▶ [Problem]: Output the opening lines of the records exactly. End with the line that contains "use std::path::PathBuf;".

▶ [Provided records]:
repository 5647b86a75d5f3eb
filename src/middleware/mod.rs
pub mod request_id;
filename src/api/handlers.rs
use axum::{
    extract::{rejection::JsonRejection, Query, State},
    Extension, Json,
};
use serde::{Deserialize, Serialize};
use serde_json::{json, Value};
use std::path::PathBuf;

use crate::error::{AppError, AppResult};
use crate::middleware::request_id::RequestId;
use crate::models::{
    recommendation::error_text, AnimeRecord, DebugSnapshot, Recommendation,
    RecommendationRequest, RecordFile,
};
use crate::services::Recommender;
use crate::storage;

use super::AppState;

const DEFAULT_RECORD_LIMIT: usize = 20;

// Request/Response types

#[derive(Debug, Deserialize)]
pub struct CredentialsRequest {
    pub api_key: String,
}

#[derive(Debug, Serialize)]
pub struct CredentialsResponse {
    pub model: String,
    pub records_loaded: usize,
}

#[derive(Debug, Serialize)]
pub struct ScrapeResponse {
    pub count: usize,
    pub path: PathBuf,
    /// Whether the new file was loaded into the recommender
    pub loaded: bool,
}

#[derive(Debug, Default, Deserialize)]
pub struct LoadDatasetRequest {
    /// Bare file name inside the data directory; latest file when absent
    pub file_name: Option<String>,
}

#[derive(Debug, Serialize)]
pub struct LoadDatasetResponse {
    pub path: PathBuf,
    pub records: usize,
}

#[derive(Debug, Deserialize)]
pub struct RecordsQuery {
    pub limit: Option<usize>,
}

#[derive(Debug, Serialize)]
pub struct RecordsResponse {
    pub total: usize,
    pub source: Option<PathBuf>,
    pub records: Vec<AnimeRecord>,
}

#[derive(Debug, Serialize)]
pub struct RecommendationResponse {
    /// `content`, `empty_response`, `no_data` or `error`
    pub outcome: String,
    pub recommendation: String,
    pub possibly_truncated: bool,
}

#[derive(Debug, Serialize)]
pub struct DebugResponse {
    pub api_key_set: bool,
    pub records_loaded: usize,
    pub source: Option<PathBuf>,
    pub model: Option<String>,
    pub provider: Option<String>,
    pub debug: DebugSnapshot,
}

// Handlers

/// Health check endpoint
pub async fn health_check() -> Json<Value> {
    Json(json!({ "status": "healthy" }))
}

/// Set the OpenRouter credential, replacing any existing recommender
///
/// Records loaded by the previous recommender are reloaded from their file.
pub async fn set_credentials(
    State(state): State<AppState>,
    Json(request): Json<CredentialsRequest>,
) -> AppResult<Json<CredentialsResponse>> {
    if request.api_key.trim().is_empty() {
        return Err(AppError::InvalidInput("API key cannot be empty".to_string()));
    }

    let mut recommender = Recommender::new(Some(request.api_key), &state.config)?;

    let mut inner = state.inner.write().await;
    let previous_source = inner
        .recommender
        .as_ref()
        .and_then(|r| r.source().map(|p| p.to_path_buf()));
    if let Some(path) = previous_source {
        if let Err(e) = recommender.load_records(&path).await {
            tracing::warn!(error = %e, "Could not carry loaded data over to new recommender");
        }
    }

    let response = CredentialsResponse {
        model: recommender.model_id().to_string(),
        records_loaded: recommender.record_count(),
    };
    inner.recommender = Some(recommender);

    tracing::info!("API key set");
    Ok(Json(response))
}

/// Scrape the listing page into a new data file
pub async fn scrape(
    State(state): State<AppState>,
    Extension(request_id): Extension<RequestId>,
) -> AppResult<Json<ScrapeResponse>> {
    tracing::info!(
        request_id = %request_id,
        url = %state.collector.listing_url(),
        "Processing scrape request"
    );

    let collected = state.collector.collect().await?;

    let mut inner = state.inner.write().await;
    let loaded = match inner.recommender.as_mut() {
        Some(recommender) => recommender.load_records(&collected.path).await.is_ok(),
        None => false,
    };

    Ok(Json(ScrapeResponse {
        count: collected.records.len(),
        path: collected.path,
        loaded,
    }))
}

/// List data files, newest first
pub async fn list_datasets(State(state): State<AppState>) -> AppResult<Json<Vec<RecordFile>>> {
    let files =
        storage::list_record_files(&state.config.data_dir, &state.config.file_prefix).await?;
    Ok(Json(files))
}

/// Load a data file into the recommender
pub async fn load_dataset(
    State(state): State<AppState>,
    request: Result<Json<LoadDatasetRequest>, JsonRejection>,
) -> AppResult<Json<LoadDatasetResponse>> {
    // A bodyless request loads the latest file
    let request = match request {
        Ok(Json(request)) => request,
        Err(JsonRejection::MissingJsonContentType(_)) => LoadDatasetRequest::default(),
        Err(rejection) => return Err(AppError::InvalidInput(rejection.body_text())),
    };
    let path = match request.file_name.as_deref() {
        Some(name) => storage::resolve_record_file(&state.config.data_dir, name)?,
        None => {
            storage::latest_record_file(&state.config.data_dir, &state.config.file_prefix)
                .await?
                .path
        }
    };

    let mut inner = state.inner.write().await;
    let recommender = inner.recommender_mut()?;
    let records = recommender.load_records(&path).await?;

    Ok(Json(LoadDatasetResponse { path, records }))
}

/// View loaded records
pub async fn get_records(
    State(state): State<AppState>,
    Query(params): Query<RecordsQuery>,
) -> Json<RecordsResponse> {
    let limit = params.limit.unwrap_or(DEFAULT_RECORD_LIMIT);
    let inner = state.inner.read().await;

    let response = match inner.recommender.as_ref() {
        Some(recommender) => RecordsResponse {
            total: recommender.record_count(),
            source: recommender.source().map(|p| p.to_path_buf()),
            records: recommender.records().iter().take(limit).cloned().collect(),
        },
        None => RecordsResponse {
            total: 0,
            source: None,
            records: Vec::new(),
        },
    };

    Json(response)
}

/// Ask the model for recommendations
///
/// Upstream failures are reported in the body with outcome `error`, not as an
/// HTTP error status.
pub async fn recommend(
    State(state): State<AppState>,
    Extension(request_id): Extension<RequestId>,
    Json(request): Json<RecommendationRequest>,
) -> AppResult<Json<RecommendationResponse>> {
    request.validate()?;

    tracing::info!(
        request_id = %request_id,
        query_chars = request.query.chars().count(),
        max_entries = request.max_entries,
        "Processing recommendation request"
    );

    // The model call runs on a copy so the session stays readable meanwhile
    let mut recommender = state.inner.read().await.recommender()?.clone();
    let outcome = recommender.recommend(&request).await;

    if !matches!(outcome, Ok(Recommendation::NoData)) {
        let mut inner = state.inner.write().await;
        if let Some(live) = inner.recommender.as_mut() {
            live.set_debug_info(recommender.debug_info());
        }
    }

    let response = match outcome {
        Ok(recommendation) => RecommendationResponse {
            outcome: recommendation.kind().to_string(),
            possibly_truncated: recommendation.looks_truncated(),
            recommendation: recommendation.into_text(),
        },
        Err(e) => RecommendationResponse {
            outcome: "error".to_string(),
            recommendation: error_text(&e),
            possibly_truncated: false,
        },
    };

    tracing::info!(
        request_id = %request_id,
        outcome = %response.outcome,
        "Recommendation completed"
    );

    Ok(Json(response))
}

/// Session summary and the last request/response/error
pub async fn debug_info(State(state): State<AppState>) -> Json<DebugResponse> {
    let inner = state.inner.read().await;

    let response = match inner.recommender.as_ref() {
        Some(recommender) => DebugResponse {
            api_key_set: true,
            records_loaded: recommender.record_count(),
            source: recommender.source().map(|p| p.to_path_buf()),
            model: Some(recommender.model_id().to_string()),
            provider: Some(recommender.provider_name().to_string()),
            debug: recommender.debug_info(),
        },
        None => DebugResponse {
            api_key_set: false,
            records_loaded: 0,
            source: None,
            model: None,
            provider: None,
            debug: DebugSnapshot::default(),
        },
    };

    Json(response)
}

▶ [Task response]:
repository 5647b86a75d5f3eb
filename src/middleware/mod.rs
pub mod request_id;
filename src/api/handlers.rs
use axum::{
    extract::{rejection::JsonRejection, Query, State},
    Extension, Json,
};
use serde::{Deserialize, Serialize};
use serde_json::{json, Value};
use std::path::PathBuf;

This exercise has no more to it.